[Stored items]
//! Operator-driven enrollment of an unmatched face.
//!
//! ```text
//! Idle --Start--> CapturingName <--SwitchField--> CapturingGroup
//!                   |  Confirm (name, no group)       |  Confirm
//!                   +-------------------------------> Committing --> Idle
//! any --Cancel--> Idle
//! ```
//!
//! Nothing is written before `Committing`; the commit itself is one
//! transaction ([`FaceDb::enroll`]).

use std::fmt;

use serde_json::json;
use tracing::{debug, info, warn};
use visage_facedb::{Enrolled, FaceDb, Metadata, NewIdentity, NewReferenceImage};

use crate::error::FaceIdError;

/// Where the enrollment workflow currently is.
#[derive(Debug, Clone, Copy, PartialEq, Eq, Hash, Default)]
pub enum EnrollState {
    #[default]
    Idle,
    CapturingName,
    CapturingGroup,
    Committing,
}

impl EnrollState {
    /// Returns true while operator input is being collected.
    pub fn is_capturing(&self) -> bool {
        matches!(self, EnrollState::CapturingName | EnrollState::CapturingGroup)
    }

    pub fn as_str(&self) -> &'static str {
        match self {
            EnrollState::Idle => "idle",
            EnrollState::CapturingName => "capturing_name",
            EnrollState::CapturingGroup => "capturing_group",
            EnrollState::Committing => "committing",
        }
    }
}

impl fmt::Display for EnrollState {
    fn fmt(&self, f: &mut fmt::Formatter<'_>) -> fmt::Result {
        write!(f, "{}", self.as_str())
    }
}

/// The unmatched observation an enrollment will store.
#[derive(Debug, Clone, PartialEq)]
pub struct Capture {
    pub vector: Vec<f32>,
    pub quality: Option<f32>,
    /// Encoded reference picture (e.g. JPEG bytes of the frame).
    pub image: Vec<u8>,
}

/// Discrete operator events.
#[derive(Debug, Clone, PartialEq)]
pub enum EnrollEvent {
    Start(Capture),
    SwitchField,
    Char(char),
    Backspace,
    Confirm,
    Cancel,
}

/// The enrollment state machine.
pub struct Enrollment {
    state: EnrollState,
    name: String,
    group: String,
    capture: Option<Capture>,
    image_type: String,
}

impl Enrollment {
    /// `image_type` tags the stored reference image (e.g. "front").
    pub fn new(image_type: impl Into<String>) -> Self {
        Self {
            state: EnrollState::Idle,
            name: String::new(),
            group: String::new(),
            capture: None,
            image_type: image_type.into(),
        }
    }

    pub fn state(&self) -> EnrollState {
        self.state
    }

    pub fn name(&self) -> &str {
        &self.name
    }

    pub fn group(&self) -> &str {
        &self.group
    }

    /// Applies one event.
    ///
    /// Returns the stored rows when the event completed a commit. An empty
    /// name on confirm yields [`FaceIdError::EmptyName`] and leaves the state
    /// unchanged. If the commit itself fails the buffers are kept and the
    /// workflow goes back to `CapturingGroup`, so the operator can retry or
    /// cancel.
    pub fn handle(
        &mut self,
        event: EnrollEvent,
        db: &FaceDb,
    ) -> Result<Option<Enrolled>, FaceIdError> {
        debug!(state = %self.state, event = ?event_name(&event), "enrollment event");

        if event == EnrollEvent::Cancel {
            if self.state != EnrollState::Idle {
                info!(state = %self.state, "enrollment cancelled");
            }
            self.reset();
            return Ok(None);
        }

        match (self.state, event) {
            (EnrollState::Idle, EnrollEvent::Start(capture)) => {
                self.reset();
                self.capture = Some(capture);
                self.state = EnrollState::CapturingName;
                Ok(None)
            }
            (EnrollState::Idle, _) | (_, EnrollEvent::Start(_)) => Ok(None),

            (EnrollState::CapturingName, EnrollEvent::SwitchField) => {
                self.state = EnrollState::CapturingGroup;
                Ok(None)
            }
            (EnrollState::CapturingGroup, EnrollEvent::SwitchField) => {
                self.state = EnrollState::CapturingName;
                Ok(None)
            }

            (state, EnrollEvent::Char(c)) if state.is_capturing() => {
                if !c.is_control() {
                    self.buffer_mut().push(c);
                }
                Ok(None)
            }
            (state, EnrollEvent::Backspace) if state.is_capturing() => {
                self.buffer_mut().pop();
                Ok(None)
            }

            (EnrollState::CapturingName, EnrollEvent::Confirm) => {
                if self.name.trim().is_empty() {
                    return Err(FaceIdError::EmptyName);
                }
                if self.group.trim().is_empty() {
                    // Offer an optional group before committing.
                    self.state = EnrollState::CapturingGroup;
                    return Ok(None);
                }
                self.commit(db).map(Some)
            }
            (EnrollState::CapturingGroup, EnrollEvent::Confirm) => {
                if self.name.trim().is_empty() {
                    return Err(FaceIdError::EmptyName);
                }
                self.commit(db).map(Some)
            }

            _ => Ok(None),
        }
    }

    fn buffer_mut(&mut self) -> &mut String {
        if self.state == EnrollState::CapturingGroup {
            &mut self.group
        } else {
            &mut self.name
        }
    }

    fn commit(&mut self, db: &FaceDb) -> Result<Enrolled, FaceIdError> {
        let Some(capture) = self.capture.as_ref() else {
            self.reset();
            return Err(FaceIdError::NoObservation);
        };
        self.state = EnrollState::Committing;

        let mut identity = NewIdentity::new(self.name.trim());
        let group = self.group.trim();
        if !group.is_empty() {
            identity = identity.with_group(group);
        }
        let mut metadata = Metadata::new();
        if let Some(q) = capture.quality {
            metadata.insert("quality".into(), json!(q));
        }
        let image = NewReferenceImage {
            data: capture.image.clone(),
            image_type: self.image_type.clone(),
            metadata,
        };

        match db.enroll(&identity, &capture.vector, capture.quality, &image) {
            Ok(enrolled) => {
                self.reset();
                Ok(enrolled)
            }
            Err(e) => {
                warn!(error = %e, name = %self.name, "enrollment commit failed");
                self.state = EnrollState::CapturingGroup;
                Err(e.into())
            }
        }
    }

    fn reset(&mut self) {
        self.state = EnrollState::Idle;
        self.name.clear();
        self.group.clear();
        self.capture = None;
    }
}

fn event_name(event: &EnrollEvent) -> &'static str {
    match event {
        EnrollEvent::Start(_) => "start",
        EnrollEvent::SwitchField => "switch_field",
        EnrollEvent::Char(_) => "char",
        EnrollEvent::Backspace => "backspace",
        EnrollEvent::Confirm => "confirm",
        EnrollEvent::Cancel => "cancel",
    }
}
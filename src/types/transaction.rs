//! Transaction-related types for the cafe dataset generator
//!
//! This module defines the synthesized purchase record and the payment
//! methods a purchase can be settled with.

use chrono::{NaiveDate, NaiveTime};
use rust_decimal::Decimal;
use std::fmt;
use std::str::FromStr;

/// Separator of the multi-valued `Items Purchased` and `Quantities` fields
///
/// Item names must not contain it, or the joined field cannot be split back.
pub const LIST_SEPARATOR: &str = ", ";

/// Transaction identifier
///
/// 1-based and sequential in generation order.
pub type TransactionId = u32;

/// Payment methods accepted at the till
#[derive(Debug, Clone, Copy, PartialEq, Eq, Hash)]
pub enum PaymentMethod {
    Card,
    Cash,
    Upi,
    MobileWallet,
}

impl PaymentMethod {
    /// Every payment method, in the order they are drawn from
    pub const ALL: [PaymentMethod; 4] = [
        PaymentMethod::Card,
        PaymentMethod::Cash,
        PaymentMethod::Upi,
        PaymentMethod::MobileWallet,
    ];

    /// Label used in the CSV output and the report
    pub fn as_str(&self) -> &'static str {
        match self {
            PaymentMethod::Card => "Card",
            PaymentMethod::Cash => "Cash",
            PaymentMethod::Upi => "UPI",
            PaymentMethod::MobileWallet => "Mobile Wallet",
        }
    }
}

impl fmt::Display for PaymentMethod {
    fn fmt(&self, f: &mut fmt::Formatter<'_>) -> fmt::Result {
        f.write_str(self.as_str())
    }
}

impl FromStr for PaymentMethod {
    type Err = String;

    fn from_str(s: &str) -> Result<Self, Self::Err> {
        PaymentMethod::ALL
            .into_iter()
            .find(|method| method.as_str() == s.trim())
            .ok_or_else(|| format!("Invalid payment method: '{}'", s))
    }
}

/// One synthesized purchase
///
/// `items` and `quantities` are parallel: `quantities[i]` units of `items[i]`
/// were bought. `total_price` is the sum of unit price times quantity,
/// rounded to two decimals.
#[derive(Debug, Clone, PartialEq)]
pub struct Transaction {
    /// Sequential identifier starting at 1
    pub id: TransactionId,

    /// Calendar date of the purchase
    pub date: NaiveDate,

    /// Clock time of the purchase, minute resolution
    pub time: NaiveTime,

    /// Item names, in the order they were added to the order
    pub items: Vec<String>,

    /// Quantity of each item, parallel to `items`
    pub quantities: Vec<u32>,

    /// Order total in INR, two fraction digits
    pub total_price: Decimal,

    pub payment_method: PaymentMethod,
}

impl Transaction {
    /// Date as `YYYY-MM-DD`
    pub fn formatted_date(&self) -> String {
        self.date.format("%Y-%m-%d").to_string()
    }

    /// Time as zero-padded `HH:MM`
    pub fn formatted_time(&self) -> String {
        self.time.format("%H:%M").to_string()
    }

    /// Item names joined with `", "`
    pub fn joined_items(&self) -> String {
        self.items.join(LIST_SEPARATOR)
    }

    /// Quantities joined with `", "`
    pub fn joined_quantities(&self) -> String {
        self.quantities
            .iter()
            .map(u32::to_string)
            .collect::<Vec<_>>()
            .join(LIST_SEPARATOR)
    }

    /// Total formatted with exactly two fraction digits
    pub fn formatted_total(&self) -> String {
        format!("{:.2}", self.total_price)
    }
}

• **Problem requirements**: Please give again the lines above between the line holding "kept and the" and the line holding "(EnrollState::Idle, EnrollEvent::Start(capture)) =>", inclusive, exactly as they are and with nothing added.

• **Solution to the problem**:
    /// unchanged. If the commit itself fails the buffers are kept and the
    /// workflow goes back to `CapturingGroup`, so the operator can retry or
    /// cancel.
    pub fn handle(
        &mut self,
        event: EnrollEvent,
        db: &FaceDb,
    ) -> Result<Option<Enrolled>, FaceIdError> {
        debug!(state = %self.state, event = ?event_name(&event), "enrollment event");

        if event == EnrollEvent::Cancel {
            if self.state != EnrollState::Idle {
                info!(state = %self.state, "enrollment cancelled");
            }
            self.reset();
            return Ok(None);
        }

        match (self.state, event) {
            (EnrollState::Idle, EnrollEvent::Start(capture)) => {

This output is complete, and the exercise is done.